Hi, there,
I haven’t been using PyTorch in a long time and thought I should get back into it as it might be super useful for an upcoming project.
So, was just doing some experimenting to see how the nn.Module API works, but unfortunately, I somehow get weird results (compared to using the autograd funcs manually). I have uploaded the code as a Jupyter notebook to GitHub (https://github.com/rasbt/bugreport/blob/master/pytorch/grad_q/grad_q.ipynb) so that I don’t have to copy all the lengthy code below.
So, I implemented a simple logistic regression classifier using nn.Module:
class LogisticRegression3(torch.nn.Module):
def __init__(self, num_features):
super(LogisticRegression3, self).__init__()

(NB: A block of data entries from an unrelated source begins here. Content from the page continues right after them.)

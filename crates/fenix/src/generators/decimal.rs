//! `Fenix.RandomPositiveDecimalValue` and its `.Sum` variant.
//!
//! Both take `(maxIntegerDigits, numberOfDecimals)` or
//! `(maxIntegerDigits, numberOfDecimals, integerPadWidth, fractionPadWidth)`.

use crate::entropy::SeededRng;
use crate::format::{format_decimal, pad_decimal, pow10, round_half_up};
use crate::generators::{GenerateError, GeneratorInput};

/// Largest total number of digits a value may request; beyond this `f64`
/// overflows during rounding.
const MAX_TOTAL_DIGITS: u32 = 300;

/// Largest integer or fraction pad width.
const MAX_PAD_WIDTH: u32 = 1024;

/// Validated decimal arguments.
#[derive(Debug, Clone, Copy, PartialEq, Eq)]
struct DecimalSpec {
    integer_digits: u32,
    decimals: u32,
    /// `(integer width, fraction width)` when four arguments were given.
    padding: Option<(usize, usize)>,
}

impl DecimalSpec {
    fn parse(input: &GeneratorInput<'_>) -> Result<Self, GenerateError> {
        let arguments = input.arguments();
        if arguments.len() != 2 && arguments.len() != 4 {
            return Err(input.argument_count_error("2 or 4"));
        }

        let mut values = Vec::with_capacity(arguments.len());
        for argument in arguments {
            let value = input.integer_argument(argument)?;
            let value = u32::try_from(value)
                .map_err(|_| input.out_of_range(argument, "must be between 0 and 4294967295"))?;
            values.push(value);
        }

        let (integer_digits, decimals) = (values[0], values[1]);
        if integer_digits.saturating_add(decimals) > MAX_TOTAL_DIGITS {
            return Err(input.out_of_range(
                &arguments[0],
                "integer digits plus decimals must not exceed 300",
            ));
        }

        let padding = match values[..] {
            [_, _, integer_width, fraction_width] => {
                let widths = [(integer_width, &arguments[2]), (fraction_width, &arguments[3])];
                for (width, argument) in widths {
                    if width > MAX_PAD_WIDTH {
                        return Err(input.out_of_range(argument, "pad width must not exceed 1024"));
                    }
                }
                Some((integer_width as usize, fraction_width as usize))
            }
            _ => None,
        };

        Ok(DecimalSpec {
            integer_digits,
            decimals,
            padding,
        })
    }

    /// Format and, with four arguments, pad a value.
    fn render(&self, value: f64) -> String {
        let text = format_decimal(value, self.decimals);
        match self.padding {
            Some((integer_width, fraction_width)) => pad_decimal(&text, integer_width, fraction_width),
            None => text,
        }
    }
}

/// One deterministic positive decimal value.
///
/// Accepts at most one array index (default 1).
pub fn random_positive_decimal_value(input: &GeneratorInput<'_>) -> Result<String, GenerateError> {
    let index = input.single_index()?;
    let spec = DecimalSpec::parse(input)?;
    Ok(spec.render(random_decimal(input.seed, index, &spec)))
}

/// Sum of per-index values.
///
/// Each index draws the value of its absolute index; negative indexes
/// subtract it. No indexes means `[1]`.
pub fn random_positive_decimal_value_sum(
    input: &GeneratorInput<'_>,
) -> Result<String, GenerateError> {
    let spec = DecimalSpec::parse(input)?;
    let indexes = match input.indexes() {
        [] => &[1][..],
        indexes => indexes,
    };

    let mut total = 0.0;
    for &index in indexes {
        let value = random_decimal(input.seed, index.wrapping_abs(), &spec);
        if index >= 0 {
            total += value;
        } else {
            total -= value;
        }
    }

    Ok(spec.render(round_half_up(total, spec.decimals)))
}

/// Draw the value for one index: an integer part below
/// `10^integer_digits`, then (with decimals) a fractional part of
/// `decimals` digits from the same generator, rounded to `decimals` places.
fn random_decimal(seed: u64, index: i64, spec: &DecimalSpec) -> f64 {
    let mut rng = SeededRng::for_index(seed, index);
    let mut value = (pow10(spec.integer_digits as i32) * rng.next_f64()).floor();
    if spec.decimals > 0 {
        let decimals = spec.decimals as i32;
        let fraction = (pow10(decimals) * rng.next_f64()).floor();
        value += pow10(-decimals) * fraction;
    }
    round_half_up(value, spec.decimals)
}
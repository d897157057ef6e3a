//! Placeholder grammar using winnow.
//!
//! Grammar, in order:
//!
//! ```text
//! {{ name ( [ index-list ] )? ( arguments )} ( ( true|false ( , digits )? ) )? }
//! ```
//!
//! - `name` is one or more dot-separated segments of `[A-Za-z0-9_]`
//! - `index-list` is comma-separated elements of optional whitespace, an
//!   optional sign and digits; empty elements are skipped
//! - `arguments` runs to the first `)}` that lets the rest of the grammar
//!   match, so arguments may themselves contain `)`
//! - the trailing entropy control defaults to `(true, 0)`

use winnow::ascii::{digit0, digit1};
use winnow::combinator::{alt, delimited, opt, preceded, separated};
use winnow::error::{ContextError, ErrMode};
use winnow::prelude::*;
use winnow::token::{one_of, take_while};

use super::ast::PlaceholderInvocation;
use super::error::{MalformedReason, ParseError};

/// Parse the first placeholder found in `text`.
///
/// Like a regular-expression search, the placeholder may be preceded by other
/// text; `raw_text` of the result is exactly the matched substring.
pub fn parse_placeholder(text: &str) -> Result<PlaceholderInvocation, ParseError> {
    let mut search_from = 0;
    while let Some(found) = text[search_from..].find("{{") {
        let start = search_from + found;
        if let Some((raw, len)) = match_at(text, start) {
            return raw.into_invocation(&text[start..start + len]);
        }
        search_from = start + 1;
    }
    Err(ParseError::NoMatch {
        text: text.to_string(),
    })
}

/// Grammar components of a matched placeholder, before conversion.
#[derive(Debug, Clone, Copy)]
pub(crate) struct RawPlaceholder<'i> {
    name: &'i str,
    indexes: Option<&'i str>,
    arguments: &'i str,
    entropy: Option<EntropyControl<'i>>,
}

#[derive(Debug, Clone, Copy)]
struct EntropyControl<'i> {
    use_execution_entropy: bool,
    extra: Option<&'i str>,
}

/// Try to match the grammar at byte offset `start` of `text`.
///
/// Returns the raw components and the matched length in bytes.
pub(crate) fn match_at(text: &str, start: usize) -> Option<(RawPlaceholder<'_>, usize)> {
    let mut remaining = &text[start..];
    let before = remaining.len();
    let raw = placeholder(&mut remaining).ok()?;
    Some((raw, before - remaining.len()))
}

impl RawPlaceholder<'_> {
    /// Convert the matched components into an invocation.
    pub(crate) fn into_invocation(self, raw_text: &str) -> Result<PlaceholderInvocation, ParseError> {
        let malformed = |token: &str, reason| ParseError::MalformedPlaceholder {
            placeholder: raw_text.to_string(),
            token: token.to_string(),
            reason,
        };

        let mut array_indexes = Vec::new();
        if let Some(list) = self.indexes {
            for element in list.split(',').map(str::trim) {
                if element.is_empty() {
                    continue;
                }
                let index = element
                    .parse::<i64>()
                    .map_err(|_| malformed(element, MalformedReason::ArrayIndex))?;
                array_indexes.push(index);
            }
        }

        let (use_execution_entropy, extra_entropy) = match self.entropy {
            None => (true, 0),
            Some(control) => {
                let extra = match control.extra {
                    None => 0,
                    Some(digits) => digits
                        .parse::<u64>()
                        .map_err(|_| malformed(digits, MalformedReason::ExtraEntropy))?,
                };
                (control.use_execution_entropy, extra)
            }
        };

        Ok(PlaceholderInvocation {
            raw_text: raw_text.to_string(),
            function_name: PlaceholderInvocation::canonical_name(self.name),
            array_indexes,
            arguments: normalize_arguments(self.arguments),
            use_execution_entropy,
            extra_entropy,
        })
    }
}

/// Split argument text on commas and trim each piece.
///
/// A single empty argument means "no arguments".
fn normalize_arguments(text: &str) -> Vec<String> {
    let arguments: Vec<String> = text.split(',').map(|a| a.trim().to_string()).collect();
    if arguments.len() == 1 && arguments[0].is_empty() {
        return Vec::new();
    }
    arguments
}

fn placeholder<'i>(input: &mut &'i str) -> ModalResult<RawPlaceholder<'i>> {
    let _ = "{{".parse_next(input)?;
    let name = function_path(input)?;
    let indexes = opt(delimited('[', index_list, ']')).parse_next(input)?;
    let (arguments, entropy) = arguments_and_tail(input)?;
    Ok(RawPlaceholder {
        name,
        indexes,
        arguments,
        entropy,
    })
}

/// Parse a dotted function path: `Fenix.RandomPositiveDecimalValue.Sum`.
fn function_path<'i>(input: &mut &'i str) -> ModalResult<&'i str> {
    take_while(1.., |c: char| c.is_ascii_alphanumeric() || c == '_' || c == '.').parse_next(input)
}

/// Parse the raw index list between brackets.
fn index_list<'i>(input: &mut &'i str) -> ModalResult<&'i str> {
    separated::<_, _, (), _, _, _, _>(0.., index_element, ',')
        .take()
        .parse_next(input)
}

/// One list element: `ws sign? digits* ws`.
fn index_element(input: &mut &str) -> ModalResult<()> {
    (ws, opt(one_of(['+', '-'])), digit0, ws)
        .void()
        .parse_next(input)
}

/// Parse `(arguments)}`, the optional entropy control and the closing `}`.
///
/// Each `)}` on the opening line is tried in turn; the first one after
/// which the remaining grammar matches ends the arguments.
fn arguments_and_tail<'i>(
    input: &mut &'i str,
) -> ModalResult<(&'i str, Option<EntropyControl<'i>>)> {
    let _ = '('.parse_next(input)?;
    let body: &'i str = *input;
    let line = body.find('\n').map_or(body, |newline| &body[..newline]);
    let mut search_from = 0;
    while let Some(found) = line[search_from..].find(")}") {
        let end = search_from + found;
        let arguments = &body[..end];
        let mut tail = &body[end + 2..];
        if let Ok(entropy) = closing(&mut tail) {
            *input = tail;
            return Ok((arguments, entropy));
        }
        search_from = end + 1;
    }
    Err(ErrMode::Backtrack(ContextError::new()))
}

fn closing<'i>(input: &mut &'i str) -> ModalResult<Option<EntropyControl<'i>>> {
    let entropy = opt(entropy_control).parse_next(input)?;
    let _ = '}'.parse_next(input)?;
    Ok(entropy)
}

/// Parse `(true)`, `(false, 7)` and similar.
fn entropy_control<'i>(input: &mut &'i str) -> ModalResult<EntropyControl<'i>> {
    delimited(
        '(',
        (
            alt(("true".value(true), "false".value(false))),
            opt(preceded((',', ws), digit1)),
        ),
        ')',
    )
    .map(|(use_execution_entropy, extra)| EntropyControl {
        use_execution_entropy,
        extra,
    })
    .parse_next(input)
}

/// Parse optional whitespace.
fn ws(input: &mut &str) -> ModalResult<()> {
    take_while(0.., |c: char| c.is_ascii_whitespace())
        .void()
        .parse_next(input)
}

self.linear = torch.nn.Linear(num_features, 1)
# initialize weights to zeros here:
self.linear.weight.data.zero_()
self.linear.bias.data.zero_()
def forward(self, x):
logits = self.linear(x)
probas = F.sigmoid(logits)
return probas
model = LogisticRegression3(num_features=2)
cost_fn = torch.nn.BCELoss()
optimizer = torch.optim.SGD(model.parameters(), lr=0.1)
num_epochs = 10
X_train_var = Variable(torch.Tensor(X_train), requires_grad=False)
y_train_var = Variable(torch.Tensor(y_train), requires_grad=False).view(-1, 1)
for epoch in range(num_epochs):
out = model(X_train_var)
cost = cost_fn(out, y_train_var)
optimizer.zero_grad()
cost.backward()
optimizer.step()
print('\nModel parameters:')
print(' Weights: %s' % model.linear.weight.data)
print(' Bias: %s' % model.linear.bias.data)
Model parameters:
Weights:
0.3552 0.3401
[torch.FloatTensor of size 1x2]
Bias:
1.00000e-02 *
-3.8595
[torch.FloatTensor of size 1]
When I run this, everything seems to work fine. However, when I manually compute the gradients, or when I use the autograd funcs directly, I get different weights and biases compared to using the nn.Module API (results from manual gradient computations & autograd gradients are consistent though)
I was just wondering if the nn.Module use above is correct, and if there’s some “magic” in the background that would make the results differ from e.g., doing things manually.